Report only how many lines of the entries below contain the string "TokenExchange".

+++

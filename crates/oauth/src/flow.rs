//! OAuth 2.0 Authorization Code flow with a cached token
//!
//! 1. Reuse the cached token when it is still valid
//! 2. Otherwise print the authorization URL and read the code the user pastes back
//! 3. Exchange the code for a token and cache it
//! 4. Hand out an [`AuthorizedClient`] carrying the token

use async_trait::async_trait;
use common::Config;
use std::io;
use thiserror::Error;
use tokio::io::{AsyncBufRead, AsyncBufReadExt, AsyncWrite, AsyncWriteExt, BufReader};
use tokio_util::sync::CancellationToken;
use tracing::{debug, info, warn};

use crate::client::AuthorizedClient;
use crate::storage::{StorageError, TokenStore};
use crate::tokens::{describe_token_error, verify_access_token, Token, TokenResponse, TokenStatus};

/// Anti-forgery state sent with the authorization request
pub const STATE_TOKEN: &str = "state-token";

#[derive(Debug, Error)]
pub enum AuthError {
    #[error("unable to read authorization code: {0}")]
    AuthCodeRead(#[source] io::Error),

    #[error("unable to retrieve token: {0}")]
    TokenExchange(String),

    #[error("authentication cancelled")]
    Cancelled,
}

/// Supplies the authorization code after the user has visited the authorization URL
#[async_trait]
pub trait CodeProvider: Send {
    async fn authorization_code(&mut self, auth_url: &str) -> io::Result<String>;
}

/// Prints the authorization URL and reads the code from a line-oriented input
pub struct PromptCodeProvider<R, W> {
    reader: R,
    writer: W,
}

/// Prompt on the process's stdout, read from its stdin
pub type StdinCodeProvider = PromptCodeProvider<BufReader<tokio::io::Stdin>, tokio::io::Stdout>;

impl StdinCodeProvider {
    pub fn stdin() -> Self {
        Self::new(BufReader::new(tokio::io::stdin()), tokio::io::stdout())
    }
}

impl<R, W> PromptCodeProvider<R, W> {
    pub fn new(reader: R, writer: W) -> Self {
        Self { reader, writer }
    }
}

#[async_trait]
impl<R, W> CodeProvider for PromptCodeProvider<R, W>
where
    R: AsyncBufRead + Unpin + Send,
    W: AsyncWrite + Unpin + Send,
{
    async fn authorization_code(&mut self, auth_url: &str) -> io::Result<String> {
        let prompt = format!(
            "Go to the following link in your browser: \n{}\nEnter the authorization code: ",
            auth_url
        );
        self.writer.write_all(prompt.as_bytes()).await?;
        self.writer.flush().await?;

        // First whitespace-delimited word, skipping blank lines
        let mut line = String::new();
        loop {
            line.clear();
            if self.reader.read_line(&mut line).await? == 0 {
                return Err(io::Error::new(
                    io::ErrorKind::UnexpectedEof,
                    "input closed before an authorization code was entered",
                ));
            }
            if let Some(code) = line.split_whitespace().next() {
                return Ok(code.to_string());
            }
        }
    }
}

/// Runs the authorization-code flow against the configured provider
pub struct Authenticator {
    config: Config,
    http: reqwest::Client,
    store: TokenStore,
}

impl Authenticator {
    pub fn new(config: Config) -> Self {
        Self::with_http_client(config, reqwest::Client::new())
    }

    pub fn with_http_client(config: Config, http: reqwest::Client) -> Self {
        let store = TokenStore::new(config.token_file.clone());
        Self {
            config,
            http,
            store,
        }
    }

    /// Returns the URL the user must visit to grant access
    pub fn authorization_url(&self) -> String {
        let scopes = self.config.scopes.join(" ");
        format!(
            "{}?access_type=offline&client_id={}&redirect_uri={}&response_type=code&scope={}&state={}",
            self.config.auth_url,
            urlencoding::encode(&self.config.client_id),
            urlencoding::encode(&self.config.redirect_url),
            urlencoding::encode(&scopes),
            STATE_TOKEN,
        )
    }

    /// Returns a client carrying a valid token, prompting for a code if needed
    pub async fn obtain_client<P>(
        &self,
        provider: &mut P,
        cancel: &CancellationToken,
    ) -> Result<AuthorizedClient, AuthError>
    where
        P: CodeProvider + ?Sized,
    {
        let token = self.obtain_token(provider, cancel).await?;
        Ok(AuthorizedClient::new(self.http.clone(), token))
    }

    /// Returns the cached token if usable, otherwise runs the interactive exchange once
    pub async fn obtain_token<P>(
        &self,
        provider: &mut P,
        cancel: &CancellationToken,
    ) -> Result<Token, AuthError>
    where
        P: CodeProvider + ?Sized,
    {
        if let Some(token) = self.cached_token(cancel).await? {
            return Ok(token);
        }

        let auth_url = self.authorization_url();
        let code = cancel
            .run_until_cancelled(provider.authorization_code(&auth_url))
            .await
            .ok_or(AuthError::Cancelled)?
            .map_err(AuthError::AuthCodeRead)?;

        let token = self.exchange_code(&code, cancel).await?;

        if let Err(e) = self.store.write(&token) {
            warn!("Failed to save token: {}", e);
        }

        Ok(token)
    }

    /// Loads the cached token, returning `None` when the user must authorize again
    async fn cached_token(&self, cancel: &CancellationToken) -> Result<Option<Token>, AuthError> {
        let token = match self.store.read() {
            Ok(token) => token,
            Err(StorageError::NotFound(path)) => {
                debug!("No cached token at {:?}", path);
                return Ok(None);
            }
            Err(e) => {
                warn!("Ignoring cached token: {}", e);
                return Ok(None);
            }
        };

        match token.status() {
            TokenStatus::Valid => {
                info!("Using cached token from {:?}", self.store.path());
                Ok(Some(token))
            }
            TokenStatus::Expired => {
                info!("Cached token has expired");
                Ok(None)
            }
            TokenStatus::Unverified => {
                let verified = cancel
                    .run_until_cancelled(verify_access_token(
                        &self.http,
                        &self.config.token_info_url,
                        &token.access_token,
                    ))
                    .await
                    .ok_or(AuthError::Cancelled)?;

                match verified {
                    Ok(true) => {
                        info!("Cached token without expiry accepted by provider");
                        Ok(Some(token))
                    }
                    Ok(false) => {
                        info!("Cached token rejected by provider");
                        Ok(None)
                    }
                    Err(e) => {
                        warn!("Could not verify cached token: {}", e);
                        Ok(None)
                    }
                }
            }
        }
    }

    /// Exchanges the authorization code for a token
    pub async fn exchange_code(
        &self,
        code: &str,
        cancel: &CancellationToken,
    ) -> Result<Token, AuthError> {
        info!("Exchanging authorization code for tokens");

        let request = self
            .http
            .post(&self.config.token_url)
            .form(&[
                ("client_id", self.config.client_id.as_str()),
                ("client_secret", self.config.client_secret.as_str()),
                ("code", code),
                ("grant_type", "authorization_code"),
                ("redirect_uri", self.config.redirect_url.as_str()),
            ])
            .send();

        let response = cancel
            .run_until_cancelled(request)
            .await
            .ok_or(AuthError::Cancelled)?
            .map_err(|e| AuthError::TokenExchange(e.to_string()))?;

        let status = response.status();
        if !status.is_success() {
            let body = cancel
                .run_until_cancelled(response.text())
                .await
                .ok_or(AuthError::Cancelled)?
                .unwrap_or_default();
            return Err(AuthError::TokenExchange(describe_token_error(status, &body)));
        }

        let issued_at = chrono::Utc::now();
        let token_response: TokenResponse = cancel
            .run_until_cancelled(response.json())
            .await
            .ok_or(AuthError::Cancelled)?
            .map_err(|e| AuthError::TokenExchange(format!("malformed token response: {}", e)))?;

        info!("Successfully obtained access token");
        Ok(token_response.into_token(issued_at))
    }
}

+++

* _The completed task_:
4